_Your assignment_:
Extract the final stretch of the data: the line that contains "let addr: SocketAddr" and every line after it, unaltered, and no other lines.

_Supplied material_:
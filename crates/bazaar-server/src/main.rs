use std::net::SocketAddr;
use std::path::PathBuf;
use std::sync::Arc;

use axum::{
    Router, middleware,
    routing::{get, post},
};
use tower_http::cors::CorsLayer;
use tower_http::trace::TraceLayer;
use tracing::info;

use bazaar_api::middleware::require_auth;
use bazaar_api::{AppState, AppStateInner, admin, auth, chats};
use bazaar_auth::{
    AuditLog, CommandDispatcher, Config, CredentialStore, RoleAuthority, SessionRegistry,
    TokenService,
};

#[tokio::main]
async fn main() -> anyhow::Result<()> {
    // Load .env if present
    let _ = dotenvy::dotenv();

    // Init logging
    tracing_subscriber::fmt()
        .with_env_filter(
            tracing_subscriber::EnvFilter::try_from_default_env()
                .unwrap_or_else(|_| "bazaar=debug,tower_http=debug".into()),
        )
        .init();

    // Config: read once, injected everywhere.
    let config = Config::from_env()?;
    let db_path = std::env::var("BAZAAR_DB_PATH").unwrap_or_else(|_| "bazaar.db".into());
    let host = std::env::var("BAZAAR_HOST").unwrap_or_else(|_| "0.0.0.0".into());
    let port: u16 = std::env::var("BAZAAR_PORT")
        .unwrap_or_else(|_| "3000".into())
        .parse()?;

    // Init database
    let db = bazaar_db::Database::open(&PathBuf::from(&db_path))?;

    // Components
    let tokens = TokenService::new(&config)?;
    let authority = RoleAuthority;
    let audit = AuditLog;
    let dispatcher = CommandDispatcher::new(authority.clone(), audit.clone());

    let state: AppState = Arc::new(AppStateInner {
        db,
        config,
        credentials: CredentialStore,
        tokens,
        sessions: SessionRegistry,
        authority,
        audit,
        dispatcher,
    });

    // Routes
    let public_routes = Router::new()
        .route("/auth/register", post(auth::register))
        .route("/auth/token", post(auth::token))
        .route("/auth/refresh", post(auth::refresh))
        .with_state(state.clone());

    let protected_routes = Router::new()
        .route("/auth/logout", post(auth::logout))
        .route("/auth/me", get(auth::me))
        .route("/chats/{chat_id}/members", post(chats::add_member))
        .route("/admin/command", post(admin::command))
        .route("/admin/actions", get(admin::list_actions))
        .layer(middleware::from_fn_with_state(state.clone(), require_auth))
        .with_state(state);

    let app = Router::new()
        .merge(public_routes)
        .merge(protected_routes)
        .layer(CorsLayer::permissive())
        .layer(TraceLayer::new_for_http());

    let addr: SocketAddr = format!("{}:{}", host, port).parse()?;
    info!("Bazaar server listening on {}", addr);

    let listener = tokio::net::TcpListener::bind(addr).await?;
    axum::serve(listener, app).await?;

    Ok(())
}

_Output of the exercise_:
    let addr: SocketAddr = format!("{}:{}", host, port).parse()?;
    info!("Bazaar server listening on {}", addr);

    let listener = tokio::net::TcpListener::bind(addr).await?;
    axum::serve(listener, app).await?;

    Ok(())
}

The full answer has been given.